Exercise prompt: Copy the records. Keep every line exactly as it is.

Given entries:
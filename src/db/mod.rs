pub mod pool;
pub mod schema;
pub mod store;

pub use pool::{DbError, DbHandle};
pub use schema::init_schema;
pub use store::{LinkStore, ObjectStore, StorageError, StoreMode};
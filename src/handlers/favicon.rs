use axum::{
    http::{header, StatusCode},
    response::{IntoResponse, Response},
};

// Rendered from favicon.svg by build.rs
const FAVICON_PNG: &[u8] = include_bytes!(concat!(env!("OUT_DIR"), "/favicon.png"));
const FAVICON_ICO: &[u8] = include_bytes!(concat!(env!("OUT_DIR"), "/favicon.ico"));

/// Default icon for links whose URL yields no favicon address.
pub async fn favicon_png() -> Response {
    (
        StatusCode::OK,
        [
            (header::CONTENT_TYPE, "image/png"),
            (header::CACHE_CONTROL, "public, max-age=86400"),
        ],
        FAVICON_PNG,
    )
        .into_response()
}

pub async fn favicon_ico() -> Response {
    (
        StatusCode::OK,
        [
            (header::CONTENT_TYPE, "image/x-icon"),
            (header::CACHE_CONTROL, "public, max-age=86400"),
        ],
        FAVICON_ICO,
    )
        .into_response()
}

Written solution:
filename src/db/mod.rs
pub mod pool;
pub mod schema;
pub mod store;

pub use pool::{DbError, DbHandle};
pub use schema::init_schema;
pub use store::{LinkStore, ObjectStore, StorageError, StoreMode};
filename src/handlers/favicon.rs
use axum::{
    http::{header, StatusCode},
    response::{IntoResponse, Response},
};

// Rendered from favicon.svg by build.rs
const FAVICON_PNG: &[u8] = include_bytes!(concat!(env!("OUT_DIR"), "/favicon.png"));
const FAVICON_ICO: &[u8] = include_bytes!(concat!(env!("OUT_DIR"), "/favicon.ico"));

/// Default icon for links whose URL yields no favicon address.
pub async fn favicon_png() -> Response {
    (
        StatusCode::OK,
        [
            (header::CONTENT_TYPE, "image/png"),
            (header::CACHE_CONTROL, "public, max-age=86400"),
        ],
        FAVICON_PNG,
    )
        .into_response()
}

pub async fn favicon_ico() -> Response {
    (
        StatusCode::OK,
        [
            (header::CONTENT_TYPE, "image/x-icon"),
            (header::CACHE_CONTROL, "public, max-age=86400"),
        ],
        FAVICON_ICO,
    )
        .into_response()
}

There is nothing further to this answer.